A publicação de Moro com maior engajamento do ano passado, porém, nada tem a ver com o tema. Em novembro, sem citar o ex-presidente Luiz Inácio Lula da Silva, Moro rebateu críticas feitas pelo ex-presidente durante um discurso em São Bernardo do Campo (SP), após deixar a prisão. “Aos que me pedem respostas a ofensas, esclareço: não respondo a criminosos, presos ou soltos. Algumas pessoas só merecem ser ignoradas”, disse o ministro da Justiça na ocasião.

Estilo nas redes

Também se destacam em capacidade de gerar retuítes Freitas (1,96 milhões) e Onyx Lorenzoni (1,83 milhões), da Casa Civil, seguidos por Weintraub e Damares. As postagens com maior engajamentos resumem o estilo dos ministros na rede social. Enquanto o ministro da Infraestrutura, Tarcísio Gomes de Freitas, aborda o orçamento reduzido “aprovado no governo anterior” para investir em estradas, Damares costuma fazer publicações religiosas e em defesa dos “valores da família”. Em abril, a ministra compartilhou um vídeo em que super heróis dos quadrinhos reverenciam uma cruz com a frase “Jesus, meu herói”. A postagem teve 23,6 mil retuítes e 101 mil curtidas.

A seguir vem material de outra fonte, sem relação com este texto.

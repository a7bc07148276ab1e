//! Test fixtures and helpers.
//!
//! Pre-built games and unit placements for consistent testing.

use fixed::types::I32F32;
use titan_core::archetype::ArchetypeId;
use titan_core::config::GameConfig;
use titan_core::math::Vec2Fixed;
use titan_core::simulation::{Simulation, UnitSpawnParams};
use titan_core::unit::{Team, UnitId};

/// Create a fixed-point number from an integer.
#[must_use]
pub fn fixed(n: i32) -> I32F32 {
    I32F32::from_num(n)
}

/// Create a fixed-point number from a float (for tests only).
///
/// Note: In real simulation code, never use floats.
/// This is only for convenient test setup.
#[must_use]
pub fn fixed_f(n: f64) -> I32F32 {
    I32F32::from_num(n)
}

/// Default archetype ids by catalog position.
pub mod archetypes {
    use titan_core::archetype::ArchetypeId;

    /// Eren: 30 cost, 100 hp, 25 attack. Cheapest after the discount (24).
    pub const EREN: ArchetypeId = ArchetypeId(0);
    /// Mikasa: 40 cost, 80 hp, 35 attack.
    pub const MIKASA: ArchetypeId = ArchetypeId(1);
    /// Armin: 35 cost, 60 hp, 30 attack.
    pub const ARMIN: ArchetypeId = ArchetypeId(2);
    /// Levi: 60 cost, 95 hp, 50 attack.
    pub const LEVI: ArchetypeId = ArchetypeId(3);
    /// Jorbeck: 50 cost, 110 hp, 40 attack.
    pub const JORBECK: ArchetypeId = ArchetypeId(5);
    /// Connie: 38 cost, 80 hp, 30 attack.
    pub const CONNIE: ArchetypeId = ArchetypeId(9);
}

/// Default config with passive gold drift turned off.
///
/// Tests that count gold exactly need this; drift rolls otherwise add
/// one gold at random ticks.
#[must_use]
pub fn no_drift_config() -> GameConfig {
    let mut config = GameConfig::default();
    config.economy.drift_numerator = 0;
    config
}

/// A stock game without gold drift.
///
/// # Panics
///
/// Never with the stock configuration.
#[must_use]
pub fn quiet_simulation(seed: u64) -> Simulation {
    Simulation::with_config(no_drift_config(), seed).expect("stock config is valid")
}

/// Place a unit at integer coordinates, bypassing gold and the wave quota.
///
/// # Panics
///
/// Panics if the archetype is not in the catalog.
pub fn place_unit(
    sim: &mut Simulation,
    archetype: ArchetypeId,
    team: Team,
    x: i32,
    y: i32,
) -> UnitId {
    sim.spawn_unit(UnitSpawnParams {
        archetype,
        team,
        position: Vec2Fixed::from_ints(x, y),
    })
    .expect("archetype in catalog")
}

/// Player line facing an enemy line at close range.
///
/// Both lines use the same archetype so fights are symmetric.
#[must_use]
pub fn skirmish(seed: u64, archetype: ArchetypeId, per_side: i32) -> Simulation {
    let mut sim = quiet_simulation(seed);
    for i in 0..per_side {
        let y = 110 + i * 30;
        place_unit(&mut sim, archetype, Team::Player, 300, y);
        place_unit(&mut sim, archetype, Team::Enemy, 400, y);
    }
    sim
}

/// Tick `sim` until `done` holds or `limit` ticks pass. Returns ticks run.
pub fn tick_until<F>(sim: &mut Simulation, limit: u64, mut done: F) -> u64
where
    F: FnMut(&Simulation) -> bool,
{
    let mut ticks = 0;
    while ticks < limit && !done(sim) {
        sim.tick();
        ticks += 1;
    }
    ticks
}

#[cfg(test)]
mod tests {
    use super::*;

    #[test]
    fn test_fixed_helpers() {
        assert_eq!(fixed(3), I32F32::from_num(3));
        assert_eq!(fixed_f(0.5) * fixed(2), fixed(1));
    }

    #[test]
    fn test_skirmish_places_both_sides() {
        let sim = skirmish(1, archetypes::EREN, 3);
        assert_eq!(sim.player_units().len(), 3);
        assert_eq!(sim.enemy_units().len(), 3);
    }

    #[test]
    fn test_tick_until_stops_on_condition() {
        let mut sim = quiet_simulation(1);
        let ran = tick_until(&mut sim, 1000, |s| s.get_tick() == 10);
        assert_eq!(ran, 10);
    }
}
impl fmt::Display for Difficulty {
    fn fmt(&self, f: &mut fmt::Formatter<'_>) -> fmt::Result {
        match self {
            Self::Easy => f.write_str("easy"),
            Self::Normal => f.write_str("normal"),
        }
    }
}

impl FromStr for Difficulty {
    type Err = String;

    fn from_str(s: &str) -> std::result::Result<Self, Self::Err> {
        match s {
            "easy" => Ok(Self::Easy),
            "normal" => Ok(Self::Normal),
            other => Err(format!("unknown difficulty '{other}'")),
        }
    }
}

/// Where the game stands. Exactly one holds at any time.
#[derive(Debug, Clone, Copy, PartialEq, Eq, Hash, Serialize, Deserialize)]
#[serde(rename_all = "snake_case")]
pub enum GameStatus {
    /// Still being played.
    InProgress,
    /// Every wave cleared.
    Won,
    /// Player hit points reached zero.
    Lost,
}

impl GameStatus {
    /// Whether the game has ended.
    #[must_use]
    pub const fn is_finished(self) -> bool {
        !matches!(self, Self::InProgress)
    }
}

/// Events generated during a simulation tick.
///
/// The presentation layer uses these for effects; the headless runner
/// aggregates them into match metrics.
#[derive(Debug, Clone, Default, PartialEq, Eq)]
pub struct TickEvents {
    /// False when the tick was skipped (paused or finished).
    pub processed: bool,
    /// Enemies spawned this tick.
    pub spawned: Vec<UnitId>,
    /// Enemies killed in collisions.
    pub enemies_killed: Vec<UnitId>,
    /// Player units killed in collisions.
    pub units_lost: Vec<UnitId>,
    /// Player units that walked off the right edge.
    pub units_exited: Vec<UnitId>,
    /// Enemies that crossed the left edge.
    pub breaches: u32,
    /// Gold credited, bonuses included.
    pub gold_earned: u32,
    /// Player hit points lost.
    pub player_damage: u32,
    /// Wave that started this tick.
    pub wave_started: Option<u32>,
    /// Set on the tick the game ends.
    pub outcome: Option<GameStatus>,
}

/// Parameters for placing a unit directly.
///
/// Bypasses the economy and the spawn timer; used by scenarios and tests.
#[derive(Debug, Clone, Copy)]
pub struct UnitSpawnParams {
    /// Archetype to instantiate at its current level.
    pub archetype: ArchetypeId,
    /// Owning side.
    pub team: Team,
    /// Center position.
    pub position: Vec2Fixed,
}

/// The core game simulation.
///
/// # Tick Order
///
/// 1. **Movement** - advance units, drop dead ones and player units past the right edge
/// 2. **Spawn** - wave timer may add one enemy
/// 3. **Collision** - pairwise damage exchange, then left-edge breaches
/// 4. **Drift** - passive gold roll
/// 5. **Waves** - start the next wave once the current one is cleared
/// 6. **Termination** - loss before win
#[derive(Debug, Clone)]
pub struct Simulation {
    config: GameConfig,
    catalog: Catalog,
    seed: u64,
    rng: ChaCha8Rng,
    tick: u64,
    treasury: Treasury,
    player_hp: u32,
    player_max_hp: u32,
    wave: WaveState,
    difficulty: Difficulty,
    upgrades: UpgradeCounts,
    paused: bool,
    status: GameStatus,
    player_units: Vec<Unit>,
    enemy_units: Vec<Unit>,
    next_unit_id: u32,
}
//! Determinism testing utilities.
//!
//! Provides a harness for verifying that the simulation
//! produces identical results given identical inputs.
//!
//! # Testing Strategy
//!
//! Replays and batch balance runs both rely on a game being a pure
//! function of its seed, config and commands. Sources of non-determinism
//! include:
//!
//! - **Floating-point math**: positions use [`titan_core::math::Fixed`];
//!   hp, gold and damage are integers.
//!
//! - **System randomness**: every roll comes from the game's own seeded
//!   ChaCha stream.
//!
//! - **Iteration order**: units live in `Vec`s and are processed in
//!   insertion order.

use std::collections::hash_map::DefaultHasher;
use std::hash::{Hash, Hasher};
use std::thread;

use titan_core::command::PlayerCommand;
use titan_core::simulation::Simulation;

/// Result of a determinism test.
#[derive(Debug, Clone, PartialEq, Eq)]
pub struct DeterminismResult {
    /// Whether all runs produced identical results.
    pub is_deterministic: bool,
    /// Hashes from each run.
    pub hashes: Vec<u64>,
    /// Number of ticks simulated.
    pub ticks: u64,
}

impl DeterminismResult {
    /// Get all unique hashes (should be 1 for deterministic simulation).
    #[must_use]
    pub fn unique_hashes(&self) -> Vec<u64> {
        let mut unique = self.hashes.clone();
        unique.sort_unstable();
        unique.dedup();
        unique
    }

    /// Assert that the simulation was deterministic, with a detailed error message.
    ///
    /// # Panics
    ///
    /// Panics if the simulation produced different hashes across runs.
    pub fn assert_deterministic(&self) {
        if !self.is_deterministic {
            panic!(
                "Simulation is non-deterministic!\n\
                 Runs: {}\n\
                 Ticks: {}\n\
                 Unique hashes: {} (expected 1)\n\
                 All hashes: {:?}",
                self.hashes.len(),
                self.ticks,
                self.unique_hashes().len(),
                self.hashes
            );
        }
    }
}

/// Run a state machine multiple times and verify determinism.
///
/// # Arguments
///
/// * `runs` - Number of times to run
/// * `ticks` - Number of steps per run
/// * `setup` - Function to create the initial state
/// * `step` - Function to advance the state by one tick
/// * `hash` - Function to compute a state hash
pub fn verify_determinism<S, Setup, Step, HashFn>(
    runs: usize,
    ticks: u64,
    setup: Setup,
    step: Step,
    hash: HashFn,
) -> DeterminismResult
where
    Setup: Fn() -> S,
    Step: Fn(&mut S, u64),
    HashFn: Fn(&S) -> u64,
{
    let mut hashes = Vec::with_capacity(runs);

    for _ in 0..runs {
        let mut state = setup();
        for tick in 0..ticks {
            step(&mut state, tick);
        }
        hashes.push(hash(&state));
    }

    let is_deterministic = hashes.windows(2).all(|w| w[0] == w[1]);

    DeterminismResult {
        is_deterministic,
        hashes,
        ticks,
    }
}

/// Run two copies of a game and compare final state hashes.
///
/// # Example
///
/// ```
/// use titan_core::simulation::Simulation;
/// use titan_test_utils::determinism::verify_simulation_determinism;
///
/// assert!(verify_simulation_determinism(|| Simulation::new(7), 200));
/// ```
pub fn verify_simulation_determinism<F>(setup_fn: F, num_ticks: u64) -> bool
where
    F: Fn() -> Simulation,
{
    verify_determinism(
        2,
        num_ticks,
        &setup_fn,
        |sim, _| {
            sim.tick();
        },
        Simulation::state_hash,
    )
    .is_deterministic
}

/// Run a scripted game several times.
///
/// `script` is a list of `(tick, command)` pairs; each command is applied
/// right before the tick with that index. Rejected commands are ignored,
/// the same way a player's failed click is.
pub fn verify_scripted_determinism<F>(
    setup_fn: F,
    script: &[(u64, PlayerCommand)],
    runs: usize,
    num_ticks: u64,
) -> DeterminismResult
where
    F: Fn() -> Simulation,
{
    verify_determinism(
        runs,
        num_ticks,
        &setup_fn,
        |sim, tick| {
            for (_, command) in script.iter().filter(|(at, _)| *at == tick) {
                let _ = sim.apply(*command);
            }
            sim.tick();
        },
        Simulation::state_hash,
    )
}

/// Result of parallel simulation runs.
#[derive(Debug, Clone)]
pub struct ParallelSimResult {
    /// Final state hash from each simulation.
    pub hashes: Vec<u64>,
    /// Number of ticks each simulation ran.
    pub ticks: u64,
    /// Number of simulations run.
    pub num_sims: usize,
}

impl ParallelSimResult {
    /// Check if all simulations produced identical results.
    #[must_use]
    pub fn is_deterministic(&self) -> bool {
        self.hashes.windows(2).all(|w| w[0] == w[1])
    }

    /// Assert all simulations matched.
    ///
    /// # Panics
    ///
    /// Panics if simulations produced different hashes.
    pub fn assert_deterministic(&self) {
        assert!(
            self.is_deterministic(),
            "Parallel simulations diverged!\n\
             Simulations: {}\n\
             Ticks: {}\n\
             All hashes: {:?}",
            self.num_sims,
            self.ticks,
            self.hashes
        );
    }
}

/// Run N simulations on scoped threads and collect final hashes.
///
/// # Panics
///
/// Panics if a simulation thread panics.
pub fn run_parallel_simulations<F>(setup_fn: F, num_sims: usize, num_ticks: u64) -> ParallelSimResult
where
    F: Fn() -> Simulation + Sync,
{
    let hashes = thread::scope(|s| {
        let handles: Vec<_> = (0..num_sims)
            .map(|_| {
                s.spawn(|| {
                    let mut sim = setup_fn();
                    for _ in 0..num_ticks {
                        sim.tick();
                    }
                    sim.state_hash()
                })
            })
            .collect();

        handles
            .into_iter()
            .map(|h| h.join().expect("simulation thread panicked"))
            .collect()
    });

    ParallelSimResult {
        hashes,
        ticks: num_ticks,
        num_sims,
    }
}

/// Compare two simulation runs tick-by-tick, finding first divergence.
///
/// Returns `None` if the runs agree throughout, `Some(tick)` otherwise.
pub fn find_first_divergence<F>(setup_fn: F, num_ticks: u64) -> Option<u64>
where
    F: Fn() -> Simulation,
{
    let mut sim1 = setup_fn();
    let mut sim2 = setup_fn();

    if sim1.state_hash() != sim2.state_hash() {
        return Some(0);
    }

    for tick in 1..=num_ticks {
        sim1.tick();
        sim2.tick();

        if sim1.state_hash() != sim2.state_hash() {
            tracing::warn!(tick, "Simulations diverged");
            return Some(tick);
        }
    }

    None
}

/// Compute a simple hash for any hashable value.
pub fn compute_hash<T: Hash>(value: &T) -> u64 {
    let mut hasher = DefaultHasher::new();
    value.hash(&mut hasher);
    hasher.finish()
}

/// Proptest strategies for simulation testing.
pub mod strategies {
    use proptest::prelude::*;
    use titan_core::archetype::ArchetypeId;
    use titan_core::command::PlayerCommand;
    use titan_core::simulation::Difficulty;
    use titan_core::upgrades::UpgradeKind;

    /// Any archetype id in the stock catalog.
    pub fn arb_archetype() -> impl Strategy<Value = ArchetypeId> {
        (0u16..10).prop_map(ArchetypeId)
    }

    /// Any upgrade.
    pub fn arb_upgrade() -> impl Strategy<Value = UpgradeKind> {
        prop::sample::select(UpgradeKind::ALL.to_vec())
    }

    /// Any difficulty.
    pub fn arb_difficulty() -> impl Strategy<Value = Difficulty> {
        prop_oneof![Just(Difficulty::Easy), Just(Difficulty::Normal)]
    }

    /// Any player command except reset and pause, weighted toward deploys.
    pub fn arb_play_command() -> impl Strategy<Value = PlayerCommand> {
        prop_oneof![
            6 => arb_archetype().prop_map(PlayerCommand::Deploy),
            2 => arb_upgrade().prop_map(PlayerCommand::PurchaseUpgrade),
            1 => arb_difficulty().prop_map(PlayerCommand::SetDifficulty),
        ]
    }

    /// A script of `(tick, command)` pairs within `max_tick`.
    pub fn arb_script(
        max_len: usize,
        max_tick: u64,
    ) -> impl Strategy<Value = Vec<(u64, PlayerCommand)>> {
        proptest::collection::vec((0..max_tick, arb_play_command()), 0..max_len)
    }
}

#[cfg(test)]
mod tests {
    use super::*;
    use crate::fixtures::{archetypes, quiet_simulation, skirmish};
    use proptest::prelude::*;
    use titan_core::archetype::ArchetypeId;
    use titan_core::simulation::Difficulty;

    #[test]
    fn test_verify_determinism_simple() {
        let result = verify_determinism(3, 100, || 0u64, |n, _| *n += 1, |n| *n);
        assert!(result.is_deterministic);
        assert_eq!(result.hashes, vec![100, 100, 100]);
    }

    #[test]
    fn test_detects_non_determinism() {
        let counter = std::cell::Cell::new(0u64);
        let result = verify_determinism(
            2,
            1,
            || {
                counter.set(counter.get() + 1);
                counter.get()
            },
            |_, _| {},
            |n| *n,
        );
        assert!(!result.is_deterministic);
        assert_eq!(result.unique_hashes().len(), 2);
    }

    #[test]
    fn test_empty_simulation_determinism() {
        assert!(verify_simulation_determinism(|| Simulation::new(0), 500));
    }

    #[test]
    fn test_skirmish_determinism() {
        assert!(verify_simulation_determinism(
            || skirmish(11, archetypes::MIKASA, 4),
            300
        ));
    }

    #[test]
    fn test_scripted_game_determinism() {
        let script = [
            (0, PlayerCommand::Deploy(archetypes::EREN)),
            (120, PlayerCommand::Deploy(archetypes::CONNIE)),
            (200, PlayerCommand::SetDifficulty(Difficulty::Easy)),
            (400, PlayerCommand::Deploy(ArchetypeId(4))),
        ];
        verify_scripted_determinism(|| Simulation::new(2024), &script, 3, 1500)
            .assert_deterministic();
    }

    #[test]
    fn test_parallel_runs_match() {
        run_parallel_simulations(|| Simulation::new(77), 4, 600).assert_deterministic();
    }

    #[test]
    fn test_no_divergence() {
        assert!(find_first_divergence(|| quiet_simulation(5), 400).is_none());
    }

    #[test]
    fn test_different_seeds_differ() {
        let run = |seed| {
            let mut sim = Simulation::new(seed);
            for _ in 0..400 {
                sim.tick();
            }
            sim.state_hash()
        };
        assert_ne!(run(1), run(2));
    }

    proptest! {
        #![proptest_config(ProptestConfig::with_cases(16))]

        #[test]
        fn prop_scripted_games_are_deterministic(
            seed in any::<u64>(),
            script in strategies::arb_script(20, 600),
        ) {
            let result = verify_scripted_determinism(|| Simulation::new(seed), &script, 2, 600);
            prop_assert!(result.is_deterministic);
        }
    }
}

Já a publicação do ministro da Educação com maior engajamento comemora o fim do contingenciamento de recursos para universidades federais. “Cadê os especialistas que alardeiam o caos há seis meses? Vão admitir que erraram?”, perguntou. O tom irônico é uma marca de Weintraub no Twitter. Em agosto, ele ironizou manifestações contra cortes na educação ao publicar uma foto de um ato em São Paulo e comparar o número de participantes com a torcida da Portuguesa, time que disputa a segunda divisão do campeonato paulista. Em novembro, respondeu a um seguidor que o chamou de “bobo da corte” dizendo que prefere cuidar dos estábulos porque “ficaria mais perto da égua sarnenta e desdentada da sua mãe”.

Onyx, por sua vez, costuma retuitar postagens do presidente Jair Bolsonaro: foram 152 vezes em um ano. Sua postagem com maior engajamento é de janeiro de 2019. Na ocasião, usou o Twitter para dizer que Bolsonaro havia ligado para todos os candidatos à Presidência do Senado, “num gesto de respeito à instituição”, depois que um telefonema do presidente para o senador Renan Calheiros (MDB-AL), então candidato ao comando da Casa, ser divulgado pela imprensa. Davi Alcolumbre (DEM-AP) foi eleito.